One researcher in particular has suggested that knowing which microorganisms lived in ancient mammals can provide information about their extinction. Ross MacPhee, a curator at the American Museum of Natural History, has been involved for the past five years in a search for the microorganisms that might have caused the North American megafaunal extinction that occurred at the end of the Pleistocene Period (10,000 to 12,000 years ago). This extinction killed off nearly all of the large North American mammals present at the time, such as mammoths. His work has focused on both the frozen remains of mammals like the mammoth and on studies of feces from these beasts.

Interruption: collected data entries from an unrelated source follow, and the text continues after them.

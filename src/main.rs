use std::path::PathBuf;

use anyhow::{Context, Result};
use clap::{Parser, Subcommand};
use tracing_subscriber::{fmt, EnvFilter};

use tpsmon::config::{Config, Consensus};
use tpsmon::monitor::Monitor;

/// Transactions-per-second monitor for JSON-RPC blockchain nodes.
#[derive(Parser)]
#[command(name = "tpsmon", about)]
struct Cli {
    /// Path to the YAML configuration file. Flags override file values.
    #[arg(short, long)]
    config: Option<PathBuf>,

    /// Logging verbosity level (trace, debug, info, warn, error).
    #[arg(long)]
    log_level: Option<String>,

    /// Shorthand for --log-level debug.
    #[arg(long)]
    debug: bool,

    /// JSON-RPC endpoint of the node.
    #[arg(long)]
    rpc_endpoint: Option<String>,

    /// Consensus family of the chain (raft or ibft).
    #[arg(long)]
    consensus: Option<String>,

    /// First block of a historical range.
    #[arg(long)]
    from: Option<u64>,

    /// Last block of a historical range.
    #[arg(long)]
    to: Option<u64>,

    /// Path of the CSV report file.
    #[arg(long)]
    report: Option<String>,

    /// Port of the TPS query server.
    #[arg(long)]
    port: Option<u16>,

    /// Port of the Prometheus metrics endpoint. Enables it when positive.
    #[arg(long)]
    prometheus_port: Option<u16>,

    #[command(subcommand)]
    command: Option<Command>,
}

#[derive(Subcommand)]
enum Command {
    /// Print version information and exit.
    Version,
}

/// Build-time version info, injected via build.rs.
mod version {
    /// Release version string (set at build time).
    pub const RELEASE: &str = env!("CARGO_PKG_VERSION");

    /// Git commit hash (set at build time via env, or "unknown").
    pub fn git_commit() -> &'static str {
        option_env!("GIT_COMMIT").unwrap_or("unknown")
    }

    /// Full version string with platform info.
    pub fn full() -> String {
        format!(
            "{} (commit: {}, {}/{})",
            RELEASE,
            git_commit(),
            std::env::consts::OS,
            std::env::consts::ARCH,
        )
    }
}

impl Cli {
    /// Applies command-line overrides on top of the file configuration.
    fn apply(&self, cfg: &mut Config) -> Result<()> {
        if let Some(level) = &self.log_level {
            cfg.log_level = level.clone();
        }
        if self.debug {
            cfg.log_level = "debug".to_string();
        }
        if let Some(endpoint) = &self.rpc_endpoint {
            cfg.rpc.endpoint = endpoint.clone();
        }
        if let Some(consensus) = &self.consensus {
            cfg.consensus = Some(consensus.parse::<Consensus>()?);
        }
        if let Some(from) = self.from {
            cfg.range.from_block = from;
        }
        if let Some(to) = self.to {
            cfg.range.to_block = to;
        }
        if let Some(report) = &self.report {
            cfg.report.path = report.clone();
        }
        if let Some(port) = self.port {
            cfg.server.addr = format!(":{port}");
        }
        if let Some(port) = self.prometheus_port.filter(|p| *p > 0) {
            cfg.sinks.prometheus.enabled = true;
            cfg.sinks.prometheus.addr = format!(":{port}");
        }
        Ok(())
    }
}

fn main() -> Result<()> {
    let cli = Cli::parse();

    // Handle version subcommand before anything else.
    if let Some(Command::Version) = &cli.command {
        println!("tpsmon {}", version::full());
        return Ok(());
    }

    let mut cfg = match &cli.config {
        Some(path) => Config::load(path)
            .with_context(|| format!("loading config from {}", path.display()))?,
        None => Config::default(),
    };
    cli.apply(&mut cfg)?;

    // Initialize tracing.
    let filter = EnvFilter::try_new(&cfg.log_level)
        .with_context(|| format!("invalid log level: {}", cfg.log_level))?;

    fmt().with_env_filter(filter).with_target(true).init();

    tracing::info!(
        version = version::RELEASE,
        commit = version::git_commit(),
        "starting tpsmon",
    );

    // Build and run the tokio runtime.
    let rt = tokio::runtime::Builder::new_multi_thread()
        .enable_all()
        .build()
        .context("building tokio runtime")?;

    rt.block_on(async { run(cfg).await })
}

async fn run(cfg: Config) -> Result<()> {
    let mut monitor = Monitor::new(cfg)?;

    // Set up signal handling.
    let cancel = monitor.cancel_token();
    tokio::spawn(async move {
        let ctrl_c = tokio::signal::ctrl_c();
        let mut sigterm = tokio::signal::unix::signal(tokio::signal::unix::SignalKind::terminate())
            .expect("failed to register SIGTERM handler");

        tokio::select! {
            _ = ctrl_c => {
                tracing::info!("received SIGINT, shutting down");
            }
            _ = sigterm.recv() => {
                tracing::info!("received SIGTERM, shutting down");
            }
            _ = cancel.cancelled() => return,
        }

        cancel.cancel();
    });

    monitor.start().await?;

    let result = monitor.run().await;
    if let Err(e) = &result {
        tracing::error!(error = %format!("{e:#}"), "tps monitor failed");
    }

    // Graceful shutdown.
    monitor.stop();

    tracing::info!("tpsmon stopped");

    result
}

In his Parts of Animals, Aristotle suggests that “in all things of nature there is something of the marvelous.” While shit might not have been exactly what Aristotle had in mind here, it has certainly become a marvelous thing of nature that can tell us much about the past.

  1. D. D. Stone, E. L. Crisp, and J. R. Bishop, Abs. No. 50526, The Geological Society of America Abstracts, 2000.
  2. M. Hofreiter, D. Serre, H. N. Poinar, M. Kuch, and S. Paabo, Nature Reviews Genetics, 2: 353, 2001.
  3. O. Loreille, E. Roumat, O. Verneau, F. Bouchet, and C. Hanni, International Journal of Parasitology, 31: 1101, 2001.

Rob DeSalle is a curator in the Division of Invertebrates and the curator in charge of the Ambrose Monell Cryo Collection at New York’s American Museum of Natural History.